The Committee shall meet at least quarterly during the year and hold such special meetings as may be appropriate. The Committee shall report periodically on its deliberations and actions to the Board. In addition, the Committee shall meet separately, periodically, with management, with internal auditors and with independent auditors. The Committee shall also conduct an annual evaluation of its performance of its responsibilities.

In carrying out its responsibilities, the Committee shall maintain free and open means of communications between the directors, the independent auditor, the internal auditor and management of the Corporation. The Committee’s policies and procedures shall remain flexible, in order to best react to changing conditions and circumstances that might have a material effect on the financial accounting and reporting practices of the Corporation.
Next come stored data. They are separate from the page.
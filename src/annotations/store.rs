use thiserror::Error;
use tracing::debug;

use super::types::{AnnotationEntry, Intensity, Section};

#[derive(Debug, Clone, PartialEq, Eq, Error)]
pub enum AnnotationError {
    #[error("position {position} is outside the timeline (valid: 1..{capacity})")]
    OutOfRange { position: usize, capacity: usize },
    #[error("no annotation at index {index} (collection holds {len})")]
    IndexOutOfBounds { index: usize, len: usize },
    #[error("annotation at index {0} is not a section")]
    NotASection(usize),
}

/// Outcome of one step of the two-click section protocol.
#[derive(Debug, Clone, Copy, PartialEq, Eq)]
pub enum SectionState {
    /// First endpoint recorded; waiting for the second.
    Pending { start: usize },
    /// Section inserted at `index`.
    Completed { index: usize },
}

/// Ordered markers and sections over a timeline of `capacity` samples.
///
/// Entries are kept sorted by start position at all times. Entries with equal
/// starts keep their insertion order. A failed operation leaves the store
/// untouched.
#[derive(Debug, Clone, PartialEq, Eq)]
pub struct AnnotationStore {
    entries: Vec<AnnotationEntry>,
    capacity: usize,
    pending_start: Option<usize>,
}

impl AnnotationStore {
    pub fn new(capacity: usize) -> Self {
        Self {
            entries: Vec::new(),
            capacity,
            pending_start: None,
        }
    }

    /// Builds a store from entries in arbitrary order.
    pub(crate) fn from_entries(mut entries: Vec<AnnotationEntry>, capacity: usize) -> Self {
        entries.sort_by_key(AnnotationEntry::start);
        Self {
            entries,
            capacity,
            pending_start: None,
        }
    }

    pub fn capacity(&self) -> usize {
        self.capacity
    }

    pub fn len(&self) -> usize {
        self.entries.len()
    }

    pub fn is_empty(&self) -> bool {
        self.entries.is_empty()
    }

    pub fn entries_snapshot(&self) -> &[AnnotationEntry] {
        &self.entries
    }

    pub fn get(&self, index: usize) -> Option<&AnnotationEntry> {
        self.entries.get(index)
    }

    pub fn pending_start(&self) -> Option<usize> {
        self.pending_start
    }

    /// Inserts a point marker and returns its index.
    ///
    /// Position 0 is rejected along with anything at or past `capacity`.
    pub fn insert_marker(
        &mut self,
        position: usize,
        intensity: Intensity,
    ) -> Result<usize, AnnotationError> {
        if position == 0 || position >= self.capacity {
            return Err(self.out_of_range(position));
        }
        let index = self.insert_sorted(AnnotationEntry::marker(position, intensity));
        debug!("Marker at sample {} ({}) -> index {}", position, intensity, index);
        Ok(index)
    }

    /// Advances the two-click section protocol: `Idle -> Pending -> Idle`.
    ///
    /// Sections carry no intensity; the file format has no field for one.
    pub fn begin_or_complete_section(
        &mut self,
        position: usize,
    ) -> Result<SectionState, AnnotationError> {
        if position >= self.capacity {
            return Err(self.out_of_range(position));
        }

        match self.pending_start.take() {
            None => {
                self.pending_start = Some(position);
                debug!("Section start pending at sample {}", position);
                Ok(SectionState::Pending { start: position })
            }
            Some(first) => {
                let section = Section::new(first, position);
                let index = self.insert_sorted(AnnotationEntry::Section(section));
                debug!(
                    "Section {}..={} completed -> index {}",
                    section.start(),
                    section.end(),
                    index
                );
                Ok(SectionState::Completed { index })
            }
        }
    }

    /// Drops a pending section start. Returns whether one was pending.
    pub fn cancel_pending_section(&mut self) -> bool {
        let had_pending = self.pending_start.take().is_some();
        if had_pending {
            debug!("Pending section cancelled");
        }
        had_pending
    }

    /// Replaces the bounds of the section at `index`.
    ///
    /// The endpoints may arrive in either order and are clamped to
    /// `[0, capacity]`. The collection is re-sorted afterwards; the returned
    /// value is the section's new index.
    pub fn update_section_bounds(
        &mut self,
        index: usize,
        new_start: usize,
        new_end: usize,
    ) -> Result<usize, AnnotationError> {
        match self.entries.get(index) {
            None => return Err(self.index_out_of_bounds(index)),
            Some(entry) if !entry.is_section() => return Err(AnnotationError::NotASection(index)),
            Some(_) => {}
        }

        let section = Section::new(new_start.min(self.capacity), new_end.min(self.capacity));
        self.entries.remove(index);
        let new_index = self.insert_sorted(AnnotationEntry::Section(section));
        debug!(
            "Section {} resized to {}..={} -> index {}",
            index,
            section.start(),
            section.end(),
            new_index
        );
        Ok(new_index)
    }

    pub fn delete(&mut self, index: usize) -> Result<AnnotationEntry, AnnotationError> {
        if index >= self.entries.len() {
            return Err(self.index_out_of_bounds(index));
        }
        let removed = self.entries.remove(index);
        debug!("Deleted annotation {} ({:?})", index, removed);
        Ok(removed)
    }

    /// Stable re-sort by start position.
    pub fn resort(&mut self) {
        self.entries.sort_by_key(AnnotationEntry::start);
    }

    /// Index of the entry closest to `position`; the first one wins ties.
    pub fn nearest(&self, position: usize) -> Option<usize> {
        self.entries
            .iter()
            .enumerate()
            .min_by_key(|(_, entry)| entry.distance_to(position))
            .map(|(index, _)| index)
    }

    /// Indices of sections intersecting the closed range between `a` and `b`.
    pub fn overlapping(&self, a: usize, b: usize) -> Vec<usize> {
        let (start, end) = (a.min(b), a.max(b));
        self.entries
            .iter()
            .enumerate()
            .filter_map(|(index, entry)| match entry {
                AnnotationEntry::Section(s) if s.intersects(start, end) => Some(index),
                _ => None,
            })
            .collect()
    }

    fn insert_sorted(&mut self, entry: AnnotationEntry) -> usize {
        let key = entry.start();
        let index = self.entries.partition_point(|e| e.start() <= key);
        self.entries.insert(index, entry);
        index
    }

    fn out_of_range(&self, position: usize) -> AnnotationError {
        AnnotationError::OutOfRange {
            position,
            capacity: self.capacity,
        }
    }

    fn index_out_of_bounds(&self, index: usize) -> AnnotationError {
        AnnotationError::IndexOutOfBounds {
            index,
            len: self.entries.len(),
        }
    }
}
Upon the recommendation of the Committee or if requested by the Board, the independent auditors shall be requested to attend any full Board meeting to assist in reporting the results of the annual audit or to answer directors’ questions.

In carrying out its responsibilities, the Committee shall:

 

A. General Duties

 

1. Review and reassess annually the adequacy of this Charter and submit it to the Board for approval.

 

2. Approve the annual budget of the Committee, which may be aggregated with that of the Board and its other committees, including: (i) the compensation of any registered public accounting firm engaged for the purpose of rendering or issuing an audit report or related work or performing other audit, review or attestation services; and (ii) any advisors employed by the Committee.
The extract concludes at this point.